We are highlighting and submitting three episodes from season 2:
“Not Tested on Humans” is about dangerous unregulated medical devices, the lack of transparency at the FDA, and the failure of pharmaceutical companies to look out for the health and safety of their customers. It looks specifically at transvaginal mesh — a device that was never tested on women before it went to market. It’s had disastrous health effects. We investigate these issues through the personal story of Melynda, whose health has been severely impacted by vaginal mesh.
“The Cost of Silky Soft” is about Johnson & Johnson’s talcum-based baby powder. For decades, J&J was aware that their baby powder had traces of asbestos, a cancer-causing mineral. But they failed to disclose it to the public or the FDA. We follow the story of Krystal, a Black woman who was diagnosed with ovarian cancer after decades of using baby powder, including in her pelvic area. This story investigates the lack of regulation for cosmetics, outdated legislation, and J&J’s failure to look out for the safety of its customers. We also investigate the racial component of this story, and how J&J targeted Black women through advertising suggesting that they use this product on their underwear to stay “fresh and clean.” We look into the history of racist and sexist marketing.

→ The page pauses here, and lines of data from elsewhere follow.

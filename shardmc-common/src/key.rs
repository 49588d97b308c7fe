//! Key validation shared by the facade and tests.

use crate::error::{McError, McResult};

/// Maximum key length in bytes accepted by memcached.
pub const MAX_KEY_LEN: usize = 250;

/// Checks that `key` can travel on either wire protocol.
///
/// A key must be 1..=250 bytes and every byte must be above the ASCII space
/// and no greater than 0x7F, which rules out control characters, the space
/// itself and non-ASCII bytes. The empty key is rejected too, which is stricter
/// than the wire rule: memcached has no way to address it.
///
/// # Examples
/// ```rust
/// use shardmc_common::{validate_key, McError};
///
/// assert!(validate_key("user:42").is_ok());
/// assert!(matches!(validate_key("has space"), Err(McError::InvalidKey)));
/// assert!(matches!(validate_key(""), Err(McError::InvalidKey)));
/// ```
pub fn validate_key(key: &str) -> McResult<()> {
    let bytes = key.as_bytes();
    if bytes.is_empty() || bytes.len() > MAX_KEY_LEN {
        return Err(McError::InvalidKey);
    }
    if bytes.iter().any(|&b| b <= b' ' || b > 0x7f) {
        return Err(McError::InvalidKey);
    }
    Ok(())
}
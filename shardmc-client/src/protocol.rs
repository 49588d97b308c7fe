//! # Protocol Dispatch
//!
//! Purpose: One capability contract (`store`, `fetch`) over the two wire
//! formats, resolved once per client instead of per call.
//!
//! ## Design Principles
//! 1. **Strategy Pattern**: `TextCodec` and `BinaryCodec` implement `Codec`.
//! 2. **Static Dispatch**: `Protocol` is an enum, so the hot path is a `match`
//!    rather than a vtable call, and the generic transport stays monomorphic.
//! 3. **Connection-Scoped**: Codecs operate on a checked-out connection; they
//!    never touch the pool. Taint decisions are made by the caller.

use std::collections::HashMap;

use shardmc_common::{Item, McResult, Operation};

use crate::binary::BinaryCodec;
use crate::config::ProtocolKind;
use crate::pool::{Connection, Transport};
use crate::text::TextCodec;

/// Wire codec contract.
pub trait Codec {
    /// Sends one store-class, arithmetic or delete command for `item`.
    ///
    /// Quiet operations return as soon as the request is written. On success a
    /// codec may write server state back into `item` (cas token, counter value).
    fn store<T: Transport>(
        &self,
        conn: &mut Connection<T>,
        op: &Operation,
        item: &mut Item,
    ) -> McResult<()>;

    /// Fetches `keys` from one server. Misses are absent from the result.
    fn fetch<T: Transport>(
        &self,
        conn: &mut Connection<T>,
        keys: &[&str],
        with_cas: bool,
    ) -> McResult<HashMap<String, Item>>;
}

/// The active wire codec.
#[derive(Debug, Clone, Copy, PartialEq, Eq)]
pub enum Protocol {
    Text(TextCodec),
    Binary(BinaryCodec),
}

impl Protocol {
    pub fn new(kind: ProtocolKind) -> Self {
        match kind {
            ProtocolKind::Text => Protocol::Text(TextCodec),
            ProtocolKind::Binary => Protocol::Binary(BinaryCodec),
        }
    }

    pub fn kind(&self) -> ProtocolKind {
        match self {
            Protocol::Text(_) => ProtocolKind::Text,
            Protocol::Binary(_) => ProtocolKind::Binary,
        }
    }
}

impl Codec for Protocol {
    #[inline]
    fn store<T: Transport>(
        &self,
        conn: &mut Connection<T>,
        op: &Operation,
        item: &mut Item,
    ) -> McResult<()> {
        match self {
            Protocol::Text(codec) => codec.store(conn, op, item),
            Protocol::Binary(codec) => codec.store(conn, op, item),
        }
    }

    #[inline]
    fn fetch<T: Transport>(
        &self,
        conn: &mut Connection<T>,
        keys: &[&str],
        with_cas: bool,
    ) -> McResult<HashMap<String, Item>> {
        match self {
            Protocol::Text(codec) => codec.fetch(conn, keys, with_cas),
            Protocol::Binary(codec) => codec.fetch(conn, keys, with_cas),
        }
    }
}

“Invisible Impact” is about intimate partner violence and traumatic brain injuries (TBI). The story centers around Stacie, who after years of being hit and berated by her partner, suffered from debilitating TBIs. But because research around TBIs has focused primarily on NFL players and war veterans, doctors and even advocates in IPV are not aware of the widespread connection between IPV and TBIs. In this episode, we meet Dr. Eve Valera who has dedicated her career to studying this underreported and under-researched correlation.